= Lush! =

Lush! is a night club in Portrush, County Antrim, Northern Ireland.

Opened in 1996, it has played host to the majority of the world's notable electronic dance music DJs, including Armin van Buuren, Hardwell, Paul van Dyk, Tiësto, Sasha, Ferry Corsten, Fat Boy Slim, Eddie Halliwell and Gordy Annett. The promoter, and manager of the club, Col Hamilton, is also the resident DJ. Music on resident-played nights would generally be house music, but the regular guest DJs are more likely to play trance music.

Shortly after opening, CJ Agnelli of Agnelli & Nelson and Col Hamilton immortalised the club with one of their first releases, titled "Lush", and the later remixes, "Lush Gold". The cover art of both releases featured the club's logo, a large yellow/orange circle. An edition of Discover Records "Live As" series has also been recorded at the venue.

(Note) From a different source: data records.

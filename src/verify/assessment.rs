//! One verification result row per performed check.

use serde::{Deserialize, Serialize};

/// Verdict of a single check.
#[derive(Clone, Copy, Debug, PartialEq, Eq, Serialize, Deserialize)]
#[serde(rename_all = "UPPERCASE")]
pub enum Status {
    Passed,
    Failed,
    Warning,
}

/// The verification stage a check belongs to.
#[derive(Clone, Copy, Debug, PartialEq, Eq, PartialOrd, Ord, Serialize, Deserialize)]
#[serde(rename_all = "SCREAMING_SNAKE_CASE")]
pub enum Category {
    DocumentFormat,
    IssuerAuth,
    DeviceAuth,
    DataIntegrity,
}

#[derive(Clone, Debug, Serialize, Deserialize)]
pub struct Assessment {
    pub status: Status,
    pub category: Category,
    pub check: String,
    #[serde(skip_serializing_if = "Option::is_none")]
    pub reason: Option<String>,
}

impl Assessment {
    pub fn passed(category: Category, check: impl Into<String>) -> Self {
        Assessment {
            status: Status::Passed,
            category,
            check: check.into(),
            reason: None,
        }
    }

    pub fn failed(
        category: Category,
        check: impl Into<String>,
        reason: impl Into<String>,
    ) -> Self {
        Assessment {
            status: Status::Failed,
            category,
            check: check.into(),
            reason: Some(reason.into()),
        }
    }

    pub fn warning(
        category: Category,
        check: impl Into<String>,
        reason: impl Into<String>,
    ) -> Self {
        Assessment {
            status: Status::Warning,
            category,
            check: check.into(),
            reason: Some(reason.into()),
        }
    }

    /// The text surfaced when this assessment is converted into an error.
    pub fn message(&self) -> &str {
        self.reason.as_deref().unwrap_or(&self.check)
    }
}

/// Streaming consumer of assessments.
///
/// The default behaviour of [`Verifier::verify`][crate::verify::Verifier::verify]
/// is fail-fast: the first FAILED assessment becomes an error. Callers that
/// want the complete picture install a sink and inspect everything recorded.
pub trait AssessmentSink {
    fn record(&mut self, assessment: &Assessment);
}

impl AssessmentSink for Vec<Assessment> {
    fn record(&mut self, assessment: &Assessment) {
        self.push(assessment.clone())
    }
}

/// Collects every assessment of a run, optionally forwarding each one to a
/// caller-supplied sink as it is produced.
pub(crate) struct Recorder<'a> {
    assessments: Vec<Assessment>,
    sink: Option<&'a mut dyn AssessmentSink>,
}

impl<'a> Recorder<'a> {
    pub fn new(sink: Option<&'a mut dyn AssessmentSink>) -> Self {
        Recorder {
            assessments: Vec::new(),
            sink,
        }
    }

    pub fn record(&mut self, assessment: Assessment) {
        match assessment.status {
            Status::Failed => {
                tracing::warn!(
                    category = ?assessment.category,
                    check = %assessment.check,
                    reason = assessment.reason.as_deref().unwrap_or(""),
                    "check failed"
                )
            }
            _ => tracing::debug!(
                category = ?assessment.category,
                check = %assessment.check,
                status = ?assessment.status,
                "check recorded"
            ),
        }
        if let Some(sink) = self.sink.as_mut() {
            sink.record(&assessment);
        }
        self.assessments.push(assessment);
    }

    pub fn first_failed(&self) -> Option<&Assessment> {
        self.assessments
            .iter()
            .find(|a| a.status == Status::Failed)
    }

    pub fn into_assessments(self) -> Vec<Assessment> {
        self.assessments
    }
}

#[cfg(test)]
mod test {
    use super::*;

    #[test]
    fn serialized_forms_match_the_wire_vocabulary() {
        let assessment = Assessment::failed(
            Category::DataIntegrity,
            "Attribute 'age_over_21' must match the MSO digest",
            "digest mismatch",
        );
        let json = serde_json::to_value(&assessment).unwrap();
        assert_eq!(json["status"], "FAILED");
        assert_eq!(json["category"], "DATA_INTEGRITY");
    }

    #[test]
    fn message_prefers_reason() {
        let failed = Assessment::failed(Category::IssuerAuth, "check", "reason");
        assert_eq!(failed.message(), "reason");
        let passed = Assessment::passed(Category::IssuerAuth, "check");
        assert_eq!(passed.message(), "check");
    }
}
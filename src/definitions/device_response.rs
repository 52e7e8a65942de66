//! Top-level `DeviceResponse` structure returned by the holder's wallet.

use std::collections::HashMap;

use serde::{Deserialize, Serialize};

use crate::definitions::{
    helpers::{NonEmptyMap, NonEmptyVec},
    DeviceSigned, IssuerSigned,
};

#[derive(Clone, Debug, Deserialize, Serialize)]
#[serde(rename_all = "camelCase")]
pub struct DeviceResponse {
    pub version: String,
    #[serde(skip_serializing_if = "Option::is_none")]
    pub documents: Option<Documents>,
    #[serde(skip_serializing_if = "Option::is_none")]
    pub document_errors: Option<DocumentErrors>,
    pub status: Status,
}

pub type Documents = NonEmptyVec<Document>;

#[derive(Clone, Debug, Deserialize, Serialize)]
#[serde(rename_all = "camelCase")]
pub struct Document {
    pub doc_type: String,
    pub issuer_signed: IssuerSigned,
    /// Absent for issuer-only presentations; device authentication then fails
    /// with a verdict instead of a parse error.
    #[serde(skip_serializing_if = "Option::is_none")]
    pub device_signed: Option<DeviceSigned>,
    #[serde(skip_serializing_if = "Option::is_none")]
    pub errors: Option<Errors>,
}

pub type Errors = NonEmptyMap<String, NonEmptyMap<String, i128>>;

pub type DocumentErrors = NonEmptyVec<HashMap<String, i128>>;

#[derive(Clone, Debug, Deserialize, Serialize)]
#[serde(try_from = "u64", into = "u64")]
pub enum Status {
    OK,
    GeneralError,
    CborDecodingError,
    CborValidationError,
}

impl From<Status> for u64 {
    fn from(s: Status) -> u64 {
        match s {
            Status::OK => 0,
            Status::GeneralError => 10,
            Status::CborDecodingError => 11,
            Status::CborValidationError => 12,
        }
    }
}

impl TryFrom<u64> for Status {
    type Error = String;

    fn try_from(n: u64) -> Result<Status, String> {
        match n {
            0 => Ok(Status::OK),
            10 => Ok(Status::GeneralError),
            11 => Ok(Status::CborDecodingError),
            12 => Ok(Status::CborValidationError),
            _ => Err(format!("unrecognised error code: {n}")),
        }
    }
}

impl DeviceResponse {
    pub const VERSION: &'static str = "1.0";

    /// Whether `version` parses as `major.minor[.patch]` and is at least 1.0.
    pub fn version_supported(&self) -> bool {
        let mut parts = self.version.split('.').map(|p| p.parse::<u32>());
        match (parts.next(), parts.next()) {
            (Some(Ok(major)), Some(Ok(_))) => major >= 1,
            _ => false,
        }
    }
}

#[cfg(test)]
mod test {
    use super::*;

    fn response_with_version(version: &str) -> DeviceResponse {
        DeviceResponse {
            version: version.to_string(),
            documents: None,
            document_errors: None,
            status: Status::OK,
        }
    }

    #[test]
    fn version_bounds() {
        assert!(response_with_version("1.0").version_supported());
        assert!(response_with_version("1.1").version_supported());
        assert!(response_with_version("2.0").version_supported());
        assert!(!response_with_version("0.9").version_supported());
        assert!(!response_with_version("1").version_supported());
        assert!(!response_with_version("not-a-version").version_supported());
    }

    #[test]
    fn status_codes() {
        assert!(Status::try_from(0).is_ok());
        assert!(Status::try_from(11).is_ok());
        assert!(Status::try_from(1).is_err());
    }
}
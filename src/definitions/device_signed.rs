//! The device-signed half of a document: device namespaces plus the proof of
//! possession, either a signature or a session-bound MAC.

use std::collections::BTreeMap;

use coset::{CoseMac0, CoseSign1};
use serde::{Deserialize, Serialize};

use crate::cbor::Value as CborValue;
use crate::cose::MaybeTagged;
use crate::definitions::helpers::{NonEmptyMap, Tag24};

#[derive(Clone, Debug, Deserialize, Serialize)]
#[serde(rename_all = "camelCase")]
pub struct DeviceSigned {
    #[serde(rename = "nameSpaces")]
    pub namespaces: DeviceNamespacesBytes,

    pub device_auth: DeviceAuth,
}

pub type DeviceNamespacesBytes = Tag24<DeviceNamespaces>;
pub type DeviceNamespaces = BTreeMap<String, DeviceSignedItems>;
pub type DeviceSignedItems = NonEmptyMap<String, CborValue>;

/// The proof-of-possession structure. Exactly one of the fields must be
/// present; both are parsed so that a malformed wallet response reaches the
/// device-auth state machine instead of failing decode.
#[derive(Clone, Debug, Deserialize, Serialize)]
#[serde(rename_all = "camelCase")]
pub struct DeviceAuth {
    #[serde(skip_serializing_if = "Option::is_none")]
    pub device_signature: Option<MaybeTagged<CoseSign1>>,
    #[serde(skip_serializing_if = "Option::is_none")]
    pub device_mac: Option<MaybeTagged<CoseMac0>>,
}

pub type DeviceAuthenticationBytes = Tag24<DeviceAuthentication>;

/// The structure the device signs or MACs:
/// `["DeviceAuthentication", SessionTranscript, DocType, DeviceNameSpacesBytes]`.
///
/// The session transcript is embedded as the value decoded from the
/// caller-supplied bytes; for canonical input the re-encoding is
/// byte-identical, so both ends of the session agree on the signed bytes.
#[derive(Clone, Debug, Serialize)]
pub struct DeviceAuthentication(
    &'static str,
    CborValue,
    String,
    DeviceNamespacesBytes,
);

impl DeviceAuthentication {
    pub fn new(
        transcript: CborValue,
        doc_type: String,
        namespaces_bytes: DeviceNamespacesBytes,
    ) -> Self {
        Self(
            "DeviceAuthentication",
            transcript,
            doc_type,
            namespaces_bytes,
        )
    }
}

#[cfg(test)]
mod tests {
    use super::*;
    use crate::cbor;

    #[test]
    fn device_authentication_encoding_is_deterministic() {
        let transcript: CborValue = ciborium::Value::Array(vec![
            ciborium::Value::Null,
            ciborium::Value::Null,
            ciborium::Value::Text("handover".to_string()),
        ])
        .into();
        let namespaces = Tag24::new(DeviceNamespaces::new()).unwrap();
        let auth = DeviceAuthentication::new(
            transcript.clone(),
            "org.iso.18013.5.1.mDL".to_string(),
            namespaces.clone(),
        );
        let bytes1 = cbor::to_vec(&Tag24::new(auth).unwrap()).unwrap();
        let auth2 =
            DeviceAuthentication::new(transcript, "org.iso.18013.5.1.mDL".to_string(), namespaces);
        let bytes2 = cbor::to_vec(&Tag24::new(auth2).unwrap()).unwrap();
        assert_eq!(bytes1, bytes2);
    }

    #[test]
    fn device_auth_with_signature_only_roundtrips() {
        // {"deviceSignature": [{1: -7}, {}, null, h'00']}
        let bytes = hex::decode("a16f6465766963655369676e61747572658443a10126a0f64100").unwrap();
        let auth: DeviceAuth = cbor::from_slice(&bytes).unwrap();
        assert!(auth.device_signature.is_some());
        assert!(auth.device_mac.is_none());
        assert_eq!(cbor::to_vec(&auth).unwrap(), bytes);
    }
}
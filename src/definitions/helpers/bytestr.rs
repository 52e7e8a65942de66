use crate::cbor::Value as CborValue;
use serde::{Deserialize, Serialize};

#[derive(Debug, Clone, Serialize, Deserialize, PartialEq, Eq)]
#[serde(try_from = "CborValue", into = "CborValue")]
pub struct ByteStr(Vec<u8>);

type Result<T, E = Error> = std::result::Result<T, E>;

#[derive(Debug, thiserror::Error)]
pub enum Error {
    #[error("Expected to parse a CBOR byte string, received: '{0:?}'")]
    NotAByteString(CborValue),
}

impl From<Vec<u8>> for ByteStr {
    fn from(bytes: Vec<u8>) -> ByteStr {
        ByteStr(bytes)
    }
}

impl From<ByteStr> for Vec<u8> {
    fn from(ByteStr(bytes): ByteStr) -> Vec<u8> {
        bytes
    }
}

impl AsRef<[u8]> for ByteStr {
    fn as_ref(&self) -> &[u8] {
        &self.0
    }
}

impl From<ByteStr> for CborValue {
    fn from(ByteStr(bytes): ByteStr) -> CborValue {
        ciborium::Value::Bytes(bytes).into()
    }
}

impl TryFrom<CborValue> for ByteStr {
    type Error = Error;

    fn try_from(v: CborValue) -> Result<ByteStr> {
        if let ciborium::Value::Bytes(bytes) = v.0 {
            Ok(ByteStr(bytes))
        } else {
            Err(Error::NotAByteString(v))
        }
    }
}
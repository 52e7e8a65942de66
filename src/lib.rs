//! Verifier for ISO/IEC 18013-5 mobile driving licence (mDL) `DeviceResponse`
//! documents.
//!
//! Given the encoded response produced by a holder's wallet, the [Verifier]
//! decides whether each embedded document is signed by a trusted issuer,
//! bound to the presenting device, and internally consistent, and reports
//! every check it performs as an [Assessment].
//!
//! ```no_run
//! use mdl_verifier::{VerificationOptions, Verifier};
//!
//! # fn main() -> Result<(), Box<dyn std::error::Error>> {
//! let iaca_root_der: Vec<u8> = std::fs::read("iaca_root.der")?;
//! let verifier = Verifier::new(&[iaca_root_der])?;
//!
//! let encoded_response: Vec<u8> = std::fs::read("device_response.cbor")?;
//! let options = VerificationOptions {
//!     encoded_session_transcript: Some(std::fs::read("session_transcript.cbor")?),
//!     ..Default::default()
//! };
//!
//! // fail-fast: the first failed check raises
//! let response = verifier.verify(&encoded_response, &options)?;
//!
//! // or collect everything
//! let mut assessments = Vec::new();
//! verifier.verify_with_sink(&encoded_response, &options, &mut assessments)?;
//! # Ok(())
//! # }
//! ```

pub mod cbor;
pub mod cose;
pub mod definitions;
pub mod verify;

pub use definitions::x509::TrustAnchorRegistry;
pub use definitions::{DeviceResponse, EphemeralReaderKey};
pub use verify::{
    Assessment, AssessmentSink, Category, MdlError, Report, Status, VerificationOptions, Verifier,
};
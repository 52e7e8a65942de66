//! Support for embedded
//! [CBOR Data Items](https://www.ietf.org/rfc/rfc8949.html#name-encoded-cbor-data-item),
//! also known as a tagged data item with tag number 24.

use ciborium::Value;
use serde::{de::DeserializeOwned, Deserialize, Deserializer, Serialize, Serializer};

use crate::cbor::{self, CborError};

/// A wrapper for a struct that is to be encoded as a CBOR tagged item, with tag number 24.
///
/// If this struct is created through deserializing CBOR, then the original byte representation
/// is preserved verbatim in `inner_bytes` and reused for future serializing. Digest
/// verification depends on this: the issuer committed to the bytes as transmitted, not to a
/// re-encoding.
#[derive(Debug, Clone, PartialEq, Eq)]
pub struct Tag24<T> {
    inner: T,
    pub inner_bytes: Vec<u8>,
}

type Result<T, E = Error> = std::result::Result<T, E>;

#[derive(Debug, thiserror::Error)]
pub enum Error {
    #[error("Expected a CBOR byte string, received: '{0:?}'")]
    InvalidTag24(Box<Value>),
    #[error("Expected a CBOR tagged data item with tag number 24, received: '{0:?}'")]
    NotATag24(Value),
    #[error("Inner bytes are not deterministically encoded CBOR")]
    NonCanonical,
    #[error("Unable to encode value as CBOR: {0}")]
    UnableToEncode(CborError),
    #[error("Unable to decode bytes to inner type: {0}")]
    UnableToDecode(CborError),
}

impl<T> Tag24<T> {
    pub fn into_inner(self) -> T {
        self.inner
    }

    pub fn inner_bytes(&self) -> &[u8] {
        &self.inner_bytes
    }
}

impl<T: Serialize> Tag24<T> {
    pub fn new(inner: T) -> Result<Tag24<T>> {
        let inner_bytes = cbor::to_vec(&inner).map_err(Error::UnableToEncode)?;
        Ok(Self { inner, inner_bytes })
    }
}

impl<T: DeserializeOwned> Tag24<T> {
    /// Reconstruct from the inner byte string of a tag-24 item.
    ///
    /// The bytes must hold a single deterministically-encoded data item: indefinite lengths
    /// and non-shortest integer forms are rejected, since digests are computed over these
    /// bytes and a re-encoding would not round-trip.
    pub fn from_bytes(inner_bytes: Vec<u8>) -> Result<Tag24<T>> {
        let value: Value = cbor::from_slice(&inner_bytes).map_err(Error::UnableToDecode)?;
        let reencoded = cbor::to_vec(&value).map_err(Error::UnableToEncode)?;
        if reencoded != inner_bytes {
            return Err(Error::NonCanonical);
        }
        let inner: T = cbor::from_value(value).map_err(Error::UnableToDecode)?;
        Ok(Self { inner, inner_bytes })
    }
}

impl<T: DeserializeOwned> TryFrom<Value> for Tag24<T> {
    type Error = Error;

    fn try_from(v: Value) -> Result<Tag24<T>> {
        match v {
            Value::Tag(24, inner_value) => match *inner_value {
                Value::Bytes(inner_bytes) => Self::from_bytes(inner_bytes),
                other => Err(Error::InvalidTag24(Box::new(other))),
            },
            _ => Err(Error::NotATag24(v)),
        }
    }
}

impl<T> From<Tag24<T>> for Value {
    fn from(Tag24 { inner_bytes, .. }: Tag24<T>) -> Value {
        Value::Tag(24, Box::new(Value::Bytes(inner_bytes)))
    }
}

impl<T> AsRef<T> for Tag24<T> {
    fn as_ref(&self) -> &T {
        &self.inner
    }
}

impl<T> Serialize for Tag24<T> {
    fn serialize<S: Serializer>(&self, serializer: S) -> std::result::Result<S::Ok, S::Error> {
        Value::Tag(24, Box::new(Value::Bytes(self.inner_bytes.clone()))).serialize(serializer)
    }
}

impl<'de, T: DeserializeOwned> Deserialize<'de> for Tag24<T> {
    fn deserialize<D>(d: D) -> std::result::Result<Tag24<T>, D::Error>
    where
        D: Deserializer<'de>,
    {
        let value = Value::deserialize(d)?;
        value.try_into().map_err(serde::de::Error::custom)
    }
}

#[cfg(test)]
mod test {
    use super::Tag24;
    use crate::cbor;

    #[test]
    fn cbor_roundtrip() {
        let original = Tag24::new(String::from("some data")).unwrap();
        let bytes = cbor::to_vec(&original).unwrap();
        let roundtripped: Tag24<String> = cbor::from_slice(&bytes).unwrap();
        assert_eq!(original, roundtripped);
        assert_eq!(bytes, cbor::to_vec(&roundtripped).unwrap());
    }

    #[test]
    fn wrapping_is_idempotent_on_inner_bytes() {
        let inner = Tag24::new(42u64).unwrap();
        let outer = Tag24::new(inner.clone()).unwrap();
        let decoded: Tag24<Tag24<u64>> =
            cbor::from_slice(&cbor::to_vec(&outer).unwrap()).unwrap();
        assert_eq!(decoded.as_ref().inner_bytes, inner.inner_bytes);
    }

    #[test]
    fn indefinite_length_inner_bytes_rejected() {
        // 0x5f..0xff: indefinite-length byte string (two chunks)
        let inner_bytes = hex::decode("5f41004101ff").unwrap();
        assert!(Tag24::<Vec<u8>>::from_bytes(inner_bytes).is_err());
    }

    #[test]
    fn non_shortest_form_inner_bytes_rejected() {
        // 0x1800 is the two-byte encoding of 0, which must be encoded as 0x00
        let inner_bytes = hex::decode("1800").unwrap();
        assert!(Tag24::<u64>::from_bytes(inner_bytes).is_err());
    }
}
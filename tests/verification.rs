//! End-to-end verification scenarios over static fixtures: a P-256 issuer
//! signing an MSO for a P-256 device key, chained to a test IACA root.

use chrono::{TimeZone, Utc};

use mdl_verifier::verify::{Assessment, Category, Status};
use mdl_verifier::{EphemeralReaderKey, VerificationOptions, Verifier};

static DEVICE_RESPONSE: &str = include_str!("../test/verification/device_response.cbor");
static DEVICE_RESPONSE_TAMPERED: &str =
    include_str!("../test/verification/device_response_tampered.cbor");
static DEVICE_RESPONSE_EXPIRED: &str =
    include_str!("../test/verification/device_response_expired.cbor");
static DEVICE_RESPONSE_MAC: &str = include_str!("../test/verification/device_response_mac.cbor");
static DEVICE_RESPONSE_COUNTRY_MISMATCH: &str =
    include_str!("../test/verification/device_response_country_mismatch.cbor");
static SESSION_TRANSCRIPT: &str = include_str!("../test/verification/session_transcript.cbor");
static READER_EPHEMERAL_KEY: &str =
    include_str!("../test/verification/reader_ephemeral_key.pkcs8");
static IACA_ROOT: &[u8] = include_bytes!("../test/x509/iaca_root_cert.pem");

fn fixture(hex_str: &str) -> Vec<u8> {
    hex::decode(hex_str.trim()).expect("fixture is not valid hex")
}

fn verifier() -> Verifier {
    let root = pem_rfc7468::decode_vec(IACA_ROOT)
        .expect("unable to parse root pem")
        .1;
    Verifier::new(&[root]).expect("unable to construct verifier")
}

fn options() -> VerificationOptions {
    VerificationOptions {
        encoded_session_transcript: Some(fixture(SESSION_TRANSCRIPT)),
        ephemeral_reader_key: None,
        disable_certificate_chain_validation: false,
        at: Some(Utc.with_ymd_and_hms(2024, 6, 1, 0, 0, 0).unwrap()),
    }
}

fn collect(response: &[u8], options: &VerificationOptions) -> Vec<Assessment> {
    let mut assessments: Vec<Assessment> = Vec::new();
    verifier()
        .verify_with_sink(response, options, &mut assessments)
        .expect("response should decode");
    assessments
}

fn failed_in(assessments: &[Assessment], category: Category) -> Vec<&Assessment> {
    assessments
        .iter()
        .filter(|a| a.category == category && a.status == Status::Failed)
        .collect()
}

#[test]
fn valid_mdl_passes_every_check() {
    let assessments = collect(&fixture(DEVICE_RESPONSE), &options());
    let failed: Vec<_> = assessments
        .iter()
        .filter(|a| a.status == Status::Failed)
        .collect();
    assert!(failed.is_empty(), "unexpected failures: {failed:?}");
    // every category was exercised
    for category in [
        Category::DocumentFormat,
        Category::IssuerAuth,
        Category::DeviceAuth,
        Category::DataIntegrity,
    ] {
        assert!(
            assessments.iter().any(|a| a.category == category),
            "no assessments in {category:?}"
        );
    }
    // fail-fast mode agrees
    verifier()
        .verify(&fixture(DEVICE_RESPONSE), &options())
        .expect("fail-fast verification should succeed");
}

#[test]
fn valid_mdl_report_is_all_green() {
    let report = verifier()
        .diagnose(&fixture(DEVICE_RESPONSE), &options())
        .expect("diagnose should succeed");

    assert_eq!(report.document_type.as_deref(), Some("org.iso.18013.5.1.mDL"));
    assert_eq!(report.issuer_signature.alg.as_deref(), Some("ES256"));
    assert!(report.issuer_signature.is_valid);
    assert!(report.issuer_signature.reasons.is_empty());
    assert_eq!(
        report.issuer_signature.digests.get("org.iso.18013.5.1"),
        Some(&10)
    );

    let device = report.device_signature.expect("device signature section");
    assert_eq!(device.alg.as_deref(), Some("ES256"));
    assert!(device.is_valid);

    assert!(report.data_integrity.is_valid);
    assert_eq!(report.data_integrity.disclosed_attributes, "10 of 10");

    let age_over_21 = report
        .attributes
        .iter()
        .find(|a| a.id == "age_over_21")
        .expect("age_over_21 attribute");
    assert_eq!(age_over_21.value, serde_json::json!(true));
    assert!(age_over_21.is_valid);

    let issuing_country = report
        .attributes
        .iter()
        .find(|a| a.id == "issuing_country")
        .expect("issuing_country attribute");
    assert_eq!(issuing_country.match_certificate, Some(true));

    let cert = report.issuer_certificate.expect("issuer certificate");
    assert!(cert.subject_name.contains("Test Document Signer"));
    assert!(cert.pem.unwrap().starts_with("-----BEGIN CERTIFICATE-----"));
    assert_eq!(cert.thumbprint.len(), 64);

    let device_key = report.device_key.expect("device key");
    assert_eq!(device_key.jwk["kty"], "EC");
    assert_eq!(device_key.jwk["crv"], "P-256");
}

#[test]
fn tampered_attribute_fails_data_integrity_only() {
    let assessments = collect(&fixture(DEVICE_RESPONSE_TAMPERED), &options());

    assert!(failed_in(&assessments, Category::IssuerAuth).is_empty());
    assert!(failed_in(&assessments, Category::DeviceAuth).is_empty());
    let failed = failed_in(&assessments, Category::DataIntegrity);
    assert!(!failed.is_empty());
    assert!(
        failed
            .iter()
            .any(|a| a.check.contains("age_over_21") || a.message().contains("age_over_21")),
        "failure should name age_over_21: {failed:?}"
    );
}

#[test]
fn expired_mso_fails_issuer_auth() {
    let assessments = collect(&fixture(DEVICE_RESPONSE_EXPIRED), &options());
    let failed = failed_in(&assessments, Category::IssuerAuth);
    assert!(
        failed
            .iter()
            .any(|a| a.check == "MSO must be valid at the time of verification"),
        "expected MSO validity failure: {failed:?}"
    );
    // the issuer signature itself is still good
    assert!(assessments
        .iter()
        .any(|a| a.check == "Issuer signature must be valid" && a.status == Status::Passed));

    assert!(verifier()
        .verify(&fixture(DEVICE_RESPONSE_EXPIRED), &options())
        .is_err());
}

#[test]
fn mac_proof_passes_with_ephemeral_key() {
    let mut opts = options();
    opts.ephemeral_reader_key = Some(EphemeralReaderKey::Pkcs8(fixture(READER_EPHEMERAL_KEY)));
    let assessments = collect(&fixture(DEVICE_RESPONSE_MAC), &opts);
    let failed: Vec<_> = assessments
        .iter()
        .filter(|a| a.status == Status::Failed)
        .collect();
    assert!(failed.is_empty(), "unexpected failures: {failed:?}");
    assert!(assessments
        .iter()
        .any(|a| a.check == "Device MAC must be valid" && a.status == Status::Passed));
}

#[test]
fn mac_proof_without_ephemeral_key_fails() {
    let assessments = collect(&fixture(DEVICE_RESPONSE_MAC), &options());
    let failed = failed_in(&assessments, Category::DeviceAuth);
    assert!(
        failed
            .iter()
            .any(|a| a.message() == "Ephemeral private key must be present"),
        "expected missing ephemeral key failure: {failed:?}"
    );

    let error = verifier()
        .verify(&fixture(DEVICE_RESPONSE_MAC), &options())
        .expect_err("fail-fast verification should fail");
    assert_eq!(error.to_string(), "Ephemeral private key must be present");
}

#[test]
fn country_mismatch_fails_data_integrity() {
    let assessments = collect(&fixture(DEVICE_RESPONSE_COUNTRY_MISMATCH), &options());
    let failed = failed_in(&assessments, Category::DataIntegrity);
    let coupling = failed
        .iter()
        .find(|a| a.check.contains("issuing_country"))
        .expect("issuing_country failure");
    let reason = coupling.message();
    assert!(
        reason.contains("DE") && reason.contains("US"),
        "reason should pair the two values: {reason}"
    );
}

#[test]
fn missing_session_transcript_fails_device_auth() {
    let mut opts = options();
    opts.encoded_session_transcript = None;
    let assessments = collect(&fixture(DEVICE_RESPONSE), &opts);
    let failed = failed_in(&assessments, Category::DeviceAuth);
    assert!(
        failed
            .iter()
            .any(|a| a.check == "Session transcript must be provided"),
        "expected transcript failure: {failed:?}"
    );
}

#[test]
fn chain_validation_can_be_disabled() {
    // an empty trust anchor registry would normally fail the chain check
    let verifier = Verifier::new::<Vec<u8>>(&[]).unwrap();
    let mut opts = options();
    opts.disable_certificate_chain_validation = true;
    let mut assessments: Vec<Assessment> = Vec::new();
    verifier
        .verify_with_sink(&fixture(DEVICE_RESPONSE), &opts, &mut assessments)
        .unwrap();
    let failed: Vec<_> = assessments
        .iter()
        .filter(|a| a.status == Status::Failed)
        .collect();
    assert!(failed.is_empty(), "unexpected failures: {failed:?}");
    // the signature check still ran
    assert!(assessments
        .iter()
        .any(|a| a.check == "Issuer signature must be valid" && a.status == Status::Passed));
    // but the chain check did not
    assert!(!assessments
        .iter()
        .any(|a| a.check == "Issuer certificate must be trusted"));
}

#[test]
fn untrusted_root_fails_issuer_auth() {
    let verifier = Verifier::new::<Vec<u8>>(&[]).unwrap();
    let mut assessments: Vec<Assessment> = Vec::new();
    verifier
        .verify_with_sink(&fixture(DEVICE_RESPONSE), &options(), &mut assessments)
        .unwrap();
    let failed = failed_in(&assessments, Category::IssuerAuth);
    assert!(
        failed
            .iter()
            .any(|a| a.check == "Issuer certificate must be trusted"),
        "expected chain failure: {failed:?}"
    );
}

#[test]
fn decoded_response_reencodes_bit_exactly() {
    let bytes = fixture(DEVICE_RESPONSE);
    let response = verifier()
        .verify(&bytes, &options())
        .expect("verification should succeed");
    let reencoded = mdl_verifier::cbor::to_vec(&response).unwrap();
    assert_eq!(bytes, reencoded, "round trip is not bit-exact");
}

#[test]
fn exactly_one_assessment_per_check() {
    let assessments = collect(&fixture(DEVICE_RESPONSE), &options());
    let mut checks: Vec<&str> = assessments.iter().map(|a| a.check.as_str()).collect();
    checks.sort();
    let before = checks.len();
    checks.dedup();
    assert_eq!(before, checks.len(), "duplicate assessments were emitted");
}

The 2008 DJ Mag Top 100 Clubs places Lush! at number 56 in the world, with it having been unplaced in 2007 and number 24 in 2006. The 2010 list, now voted for by the general public, places the club at number 48. Shows such as the Essential Mix, Seb Fontaine and Judge Jules were broadcast to electric atmospheres. Fergie broadcast his final BBC Radio 1 show live from a pub on the complex. Following the show, his DJ set at Lush! was broadcast live on the Essential Mix. Seb Fontaine was quoted as saying Lush! was one of the best clubs on the planet with an atmosphere not to be matched anywhere else he had ever played.